Instructions to follow: Could you work out how many lines of the material below hold "inner"? Only the number is needed.

Data shown:
☆ ☆ ☆ ☆ ☆ ☆ ☆

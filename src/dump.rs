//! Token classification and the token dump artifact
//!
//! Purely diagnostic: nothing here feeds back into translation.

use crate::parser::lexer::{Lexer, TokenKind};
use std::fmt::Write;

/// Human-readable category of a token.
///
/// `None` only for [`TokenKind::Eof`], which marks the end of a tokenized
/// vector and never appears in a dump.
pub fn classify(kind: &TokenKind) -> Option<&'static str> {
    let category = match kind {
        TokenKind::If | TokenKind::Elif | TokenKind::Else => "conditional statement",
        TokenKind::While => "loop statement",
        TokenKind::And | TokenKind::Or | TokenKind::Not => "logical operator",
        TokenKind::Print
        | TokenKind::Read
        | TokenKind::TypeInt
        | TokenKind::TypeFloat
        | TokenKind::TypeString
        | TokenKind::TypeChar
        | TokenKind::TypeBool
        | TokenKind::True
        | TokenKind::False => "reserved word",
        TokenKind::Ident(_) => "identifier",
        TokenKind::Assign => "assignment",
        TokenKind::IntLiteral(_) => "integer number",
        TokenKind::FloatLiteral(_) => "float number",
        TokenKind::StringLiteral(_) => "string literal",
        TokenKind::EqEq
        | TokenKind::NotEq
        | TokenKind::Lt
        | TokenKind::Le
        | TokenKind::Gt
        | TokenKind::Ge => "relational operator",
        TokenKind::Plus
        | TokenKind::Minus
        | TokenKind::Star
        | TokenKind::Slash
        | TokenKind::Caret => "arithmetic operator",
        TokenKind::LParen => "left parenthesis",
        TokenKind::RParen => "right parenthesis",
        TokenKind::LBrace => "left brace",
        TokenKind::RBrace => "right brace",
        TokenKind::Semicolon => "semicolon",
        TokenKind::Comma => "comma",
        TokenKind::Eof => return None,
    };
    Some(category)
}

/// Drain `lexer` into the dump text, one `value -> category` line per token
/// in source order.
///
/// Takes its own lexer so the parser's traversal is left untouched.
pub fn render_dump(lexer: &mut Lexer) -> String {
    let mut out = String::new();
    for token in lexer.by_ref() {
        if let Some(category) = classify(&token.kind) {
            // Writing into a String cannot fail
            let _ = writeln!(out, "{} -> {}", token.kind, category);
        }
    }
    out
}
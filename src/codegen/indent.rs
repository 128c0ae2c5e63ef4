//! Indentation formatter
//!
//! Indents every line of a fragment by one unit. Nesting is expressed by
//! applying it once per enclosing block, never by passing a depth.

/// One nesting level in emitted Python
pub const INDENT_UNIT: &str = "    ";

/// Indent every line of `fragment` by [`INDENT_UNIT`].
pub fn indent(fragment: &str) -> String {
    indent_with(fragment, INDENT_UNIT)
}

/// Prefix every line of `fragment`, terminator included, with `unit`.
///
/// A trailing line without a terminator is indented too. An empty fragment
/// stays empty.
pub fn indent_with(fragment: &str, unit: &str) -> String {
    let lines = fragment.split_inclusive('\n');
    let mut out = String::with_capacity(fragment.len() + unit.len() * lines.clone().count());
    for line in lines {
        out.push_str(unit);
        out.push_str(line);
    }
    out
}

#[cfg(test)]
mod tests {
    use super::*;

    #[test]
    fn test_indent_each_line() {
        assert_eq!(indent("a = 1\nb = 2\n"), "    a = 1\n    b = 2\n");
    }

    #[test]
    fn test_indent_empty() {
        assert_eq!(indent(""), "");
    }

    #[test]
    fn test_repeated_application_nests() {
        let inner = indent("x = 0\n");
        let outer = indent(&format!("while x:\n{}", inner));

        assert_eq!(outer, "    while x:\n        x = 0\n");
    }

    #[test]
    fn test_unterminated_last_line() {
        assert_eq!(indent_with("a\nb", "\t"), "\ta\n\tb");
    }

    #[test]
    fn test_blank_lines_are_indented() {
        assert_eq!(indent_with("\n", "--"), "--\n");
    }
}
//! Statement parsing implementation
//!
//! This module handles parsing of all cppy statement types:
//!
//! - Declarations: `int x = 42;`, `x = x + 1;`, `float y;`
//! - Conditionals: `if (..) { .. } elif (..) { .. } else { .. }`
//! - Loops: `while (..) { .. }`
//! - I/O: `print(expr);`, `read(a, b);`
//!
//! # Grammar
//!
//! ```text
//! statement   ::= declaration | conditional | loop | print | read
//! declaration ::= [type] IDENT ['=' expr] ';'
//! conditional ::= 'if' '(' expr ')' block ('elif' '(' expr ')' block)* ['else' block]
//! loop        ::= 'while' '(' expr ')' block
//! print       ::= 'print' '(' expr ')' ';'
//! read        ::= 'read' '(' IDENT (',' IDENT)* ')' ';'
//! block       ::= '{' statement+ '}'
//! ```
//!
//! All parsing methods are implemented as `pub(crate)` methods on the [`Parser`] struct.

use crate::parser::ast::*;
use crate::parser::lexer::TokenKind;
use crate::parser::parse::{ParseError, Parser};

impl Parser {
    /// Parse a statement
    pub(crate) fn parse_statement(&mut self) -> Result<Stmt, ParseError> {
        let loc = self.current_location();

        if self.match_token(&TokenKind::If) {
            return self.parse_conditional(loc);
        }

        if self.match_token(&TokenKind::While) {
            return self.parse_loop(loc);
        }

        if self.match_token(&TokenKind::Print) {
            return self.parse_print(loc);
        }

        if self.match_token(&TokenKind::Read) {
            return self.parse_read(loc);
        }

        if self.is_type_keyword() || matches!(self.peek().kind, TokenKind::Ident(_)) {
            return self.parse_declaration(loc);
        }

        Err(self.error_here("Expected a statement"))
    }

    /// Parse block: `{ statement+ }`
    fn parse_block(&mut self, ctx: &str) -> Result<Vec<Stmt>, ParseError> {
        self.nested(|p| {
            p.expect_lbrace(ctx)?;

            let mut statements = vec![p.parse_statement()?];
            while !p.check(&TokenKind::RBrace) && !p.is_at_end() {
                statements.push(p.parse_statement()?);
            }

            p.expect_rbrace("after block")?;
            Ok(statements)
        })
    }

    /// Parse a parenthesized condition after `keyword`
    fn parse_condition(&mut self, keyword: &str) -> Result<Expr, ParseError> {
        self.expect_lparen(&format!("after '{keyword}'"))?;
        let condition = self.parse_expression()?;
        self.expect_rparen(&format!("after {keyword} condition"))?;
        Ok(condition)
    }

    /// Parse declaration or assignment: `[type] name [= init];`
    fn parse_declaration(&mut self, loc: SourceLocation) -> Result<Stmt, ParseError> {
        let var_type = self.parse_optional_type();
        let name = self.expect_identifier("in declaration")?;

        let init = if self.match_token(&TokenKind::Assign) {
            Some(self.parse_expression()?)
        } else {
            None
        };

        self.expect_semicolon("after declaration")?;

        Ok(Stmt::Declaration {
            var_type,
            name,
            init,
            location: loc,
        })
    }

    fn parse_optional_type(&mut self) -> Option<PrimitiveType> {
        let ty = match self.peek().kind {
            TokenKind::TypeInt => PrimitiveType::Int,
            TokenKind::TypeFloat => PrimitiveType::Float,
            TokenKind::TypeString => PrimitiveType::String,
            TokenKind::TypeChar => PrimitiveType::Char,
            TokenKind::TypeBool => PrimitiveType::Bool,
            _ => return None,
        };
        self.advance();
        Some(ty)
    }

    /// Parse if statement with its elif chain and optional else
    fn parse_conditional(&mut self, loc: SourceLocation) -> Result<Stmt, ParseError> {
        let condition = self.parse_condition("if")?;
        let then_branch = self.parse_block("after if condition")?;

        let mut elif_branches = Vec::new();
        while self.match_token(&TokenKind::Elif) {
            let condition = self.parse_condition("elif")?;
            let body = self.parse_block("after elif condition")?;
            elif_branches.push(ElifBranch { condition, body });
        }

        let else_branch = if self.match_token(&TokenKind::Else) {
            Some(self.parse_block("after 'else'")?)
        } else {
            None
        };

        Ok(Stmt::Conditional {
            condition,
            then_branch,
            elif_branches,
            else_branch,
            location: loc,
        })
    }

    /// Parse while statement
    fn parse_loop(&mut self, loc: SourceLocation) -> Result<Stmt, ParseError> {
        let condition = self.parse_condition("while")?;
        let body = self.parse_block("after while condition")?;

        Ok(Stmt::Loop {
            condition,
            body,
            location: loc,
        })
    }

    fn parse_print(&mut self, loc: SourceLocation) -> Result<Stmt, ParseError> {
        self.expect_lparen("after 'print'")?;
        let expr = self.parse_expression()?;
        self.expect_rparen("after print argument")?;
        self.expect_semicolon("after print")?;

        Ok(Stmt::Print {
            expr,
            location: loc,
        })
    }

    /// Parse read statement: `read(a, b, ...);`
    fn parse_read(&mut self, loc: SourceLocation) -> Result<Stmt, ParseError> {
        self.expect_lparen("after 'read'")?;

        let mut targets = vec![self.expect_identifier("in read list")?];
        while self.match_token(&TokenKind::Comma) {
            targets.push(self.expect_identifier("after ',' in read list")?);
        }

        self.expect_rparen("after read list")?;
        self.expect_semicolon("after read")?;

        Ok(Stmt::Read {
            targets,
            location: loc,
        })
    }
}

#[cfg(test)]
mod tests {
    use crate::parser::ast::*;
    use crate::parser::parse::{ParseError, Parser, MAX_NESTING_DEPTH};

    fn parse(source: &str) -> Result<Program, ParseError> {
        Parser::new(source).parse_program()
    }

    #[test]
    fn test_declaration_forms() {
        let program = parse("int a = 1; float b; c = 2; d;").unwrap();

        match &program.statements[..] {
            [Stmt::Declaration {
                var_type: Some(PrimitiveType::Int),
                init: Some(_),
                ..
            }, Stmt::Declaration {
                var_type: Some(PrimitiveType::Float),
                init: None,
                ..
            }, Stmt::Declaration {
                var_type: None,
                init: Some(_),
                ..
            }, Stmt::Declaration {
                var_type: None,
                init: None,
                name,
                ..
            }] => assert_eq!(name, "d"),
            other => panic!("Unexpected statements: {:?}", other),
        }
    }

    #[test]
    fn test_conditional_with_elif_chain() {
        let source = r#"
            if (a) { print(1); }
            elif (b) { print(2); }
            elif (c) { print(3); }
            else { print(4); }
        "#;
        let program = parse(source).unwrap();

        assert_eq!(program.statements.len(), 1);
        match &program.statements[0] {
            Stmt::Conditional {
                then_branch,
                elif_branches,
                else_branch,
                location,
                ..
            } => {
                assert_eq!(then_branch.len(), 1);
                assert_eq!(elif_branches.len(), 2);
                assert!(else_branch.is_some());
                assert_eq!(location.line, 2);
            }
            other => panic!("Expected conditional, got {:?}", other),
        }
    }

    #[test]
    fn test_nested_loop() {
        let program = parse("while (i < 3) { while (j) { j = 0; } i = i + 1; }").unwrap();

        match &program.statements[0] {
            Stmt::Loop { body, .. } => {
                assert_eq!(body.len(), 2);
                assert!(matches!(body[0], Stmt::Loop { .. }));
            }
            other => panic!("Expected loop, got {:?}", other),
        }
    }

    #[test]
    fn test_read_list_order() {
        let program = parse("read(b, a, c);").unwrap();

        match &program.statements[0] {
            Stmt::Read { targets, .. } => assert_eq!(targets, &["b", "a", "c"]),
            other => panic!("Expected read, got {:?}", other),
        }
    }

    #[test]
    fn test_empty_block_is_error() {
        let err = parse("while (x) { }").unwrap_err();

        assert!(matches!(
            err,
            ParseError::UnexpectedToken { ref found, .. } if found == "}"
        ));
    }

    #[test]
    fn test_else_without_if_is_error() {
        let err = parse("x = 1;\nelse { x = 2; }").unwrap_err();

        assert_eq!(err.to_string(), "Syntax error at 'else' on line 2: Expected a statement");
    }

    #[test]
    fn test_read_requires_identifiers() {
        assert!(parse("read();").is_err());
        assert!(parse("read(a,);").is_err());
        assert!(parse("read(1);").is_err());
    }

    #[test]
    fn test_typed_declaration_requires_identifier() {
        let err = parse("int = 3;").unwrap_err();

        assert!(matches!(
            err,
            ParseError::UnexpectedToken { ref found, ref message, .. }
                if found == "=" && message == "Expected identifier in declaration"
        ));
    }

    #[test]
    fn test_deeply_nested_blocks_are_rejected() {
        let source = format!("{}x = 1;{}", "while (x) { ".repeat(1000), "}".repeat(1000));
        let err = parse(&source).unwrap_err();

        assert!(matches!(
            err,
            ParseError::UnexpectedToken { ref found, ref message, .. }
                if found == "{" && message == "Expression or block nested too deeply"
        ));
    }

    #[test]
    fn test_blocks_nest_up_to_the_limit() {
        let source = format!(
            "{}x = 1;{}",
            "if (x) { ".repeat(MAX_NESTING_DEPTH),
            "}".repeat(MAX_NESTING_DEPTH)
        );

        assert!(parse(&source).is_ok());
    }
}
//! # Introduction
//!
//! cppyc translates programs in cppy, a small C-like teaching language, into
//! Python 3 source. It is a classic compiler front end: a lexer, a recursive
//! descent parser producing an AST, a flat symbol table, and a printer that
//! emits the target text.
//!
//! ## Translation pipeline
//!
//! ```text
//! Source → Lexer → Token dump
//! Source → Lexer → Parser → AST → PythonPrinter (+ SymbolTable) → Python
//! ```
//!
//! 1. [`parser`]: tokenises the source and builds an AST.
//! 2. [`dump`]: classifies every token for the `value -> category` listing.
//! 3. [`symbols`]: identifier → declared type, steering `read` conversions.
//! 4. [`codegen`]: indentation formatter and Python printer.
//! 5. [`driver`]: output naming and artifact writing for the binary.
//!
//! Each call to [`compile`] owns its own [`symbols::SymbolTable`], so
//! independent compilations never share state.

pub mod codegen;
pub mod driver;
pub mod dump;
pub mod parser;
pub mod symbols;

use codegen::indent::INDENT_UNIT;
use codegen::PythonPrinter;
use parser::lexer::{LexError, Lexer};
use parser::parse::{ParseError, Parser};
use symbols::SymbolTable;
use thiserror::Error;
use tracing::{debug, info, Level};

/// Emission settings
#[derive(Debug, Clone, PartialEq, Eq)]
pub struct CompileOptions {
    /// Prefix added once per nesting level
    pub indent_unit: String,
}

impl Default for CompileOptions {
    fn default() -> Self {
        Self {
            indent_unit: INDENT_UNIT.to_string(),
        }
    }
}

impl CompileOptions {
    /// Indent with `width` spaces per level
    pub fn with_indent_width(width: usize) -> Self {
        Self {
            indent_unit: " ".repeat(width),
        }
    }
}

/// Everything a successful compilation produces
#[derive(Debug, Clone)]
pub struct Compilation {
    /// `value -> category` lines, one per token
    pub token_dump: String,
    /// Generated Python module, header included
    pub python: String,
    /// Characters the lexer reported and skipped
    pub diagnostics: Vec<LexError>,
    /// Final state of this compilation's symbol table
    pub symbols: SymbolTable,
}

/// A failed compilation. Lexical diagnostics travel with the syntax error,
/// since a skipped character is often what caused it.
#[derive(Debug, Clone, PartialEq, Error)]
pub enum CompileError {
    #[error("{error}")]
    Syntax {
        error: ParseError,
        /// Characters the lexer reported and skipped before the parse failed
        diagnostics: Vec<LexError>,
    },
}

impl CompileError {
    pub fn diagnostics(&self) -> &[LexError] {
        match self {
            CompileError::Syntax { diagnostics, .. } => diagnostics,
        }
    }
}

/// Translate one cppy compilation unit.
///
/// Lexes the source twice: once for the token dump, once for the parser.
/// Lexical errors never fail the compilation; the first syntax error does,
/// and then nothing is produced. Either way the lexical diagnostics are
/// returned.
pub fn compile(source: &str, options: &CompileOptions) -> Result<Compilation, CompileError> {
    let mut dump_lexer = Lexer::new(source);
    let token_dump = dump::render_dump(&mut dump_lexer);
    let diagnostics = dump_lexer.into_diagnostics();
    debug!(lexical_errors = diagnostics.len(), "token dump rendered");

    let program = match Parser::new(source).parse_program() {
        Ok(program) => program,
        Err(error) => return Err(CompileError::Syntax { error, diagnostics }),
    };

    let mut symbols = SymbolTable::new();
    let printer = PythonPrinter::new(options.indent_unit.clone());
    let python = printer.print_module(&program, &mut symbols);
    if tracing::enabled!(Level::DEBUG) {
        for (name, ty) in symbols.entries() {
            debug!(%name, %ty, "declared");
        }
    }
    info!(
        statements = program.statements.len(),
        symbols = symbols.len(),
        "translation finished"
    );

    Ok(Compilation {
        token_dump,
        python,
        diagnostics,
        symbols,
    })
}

☆ ☆ ☆ ☆ ☆ ☆ ☆

Solution to this exercise: 2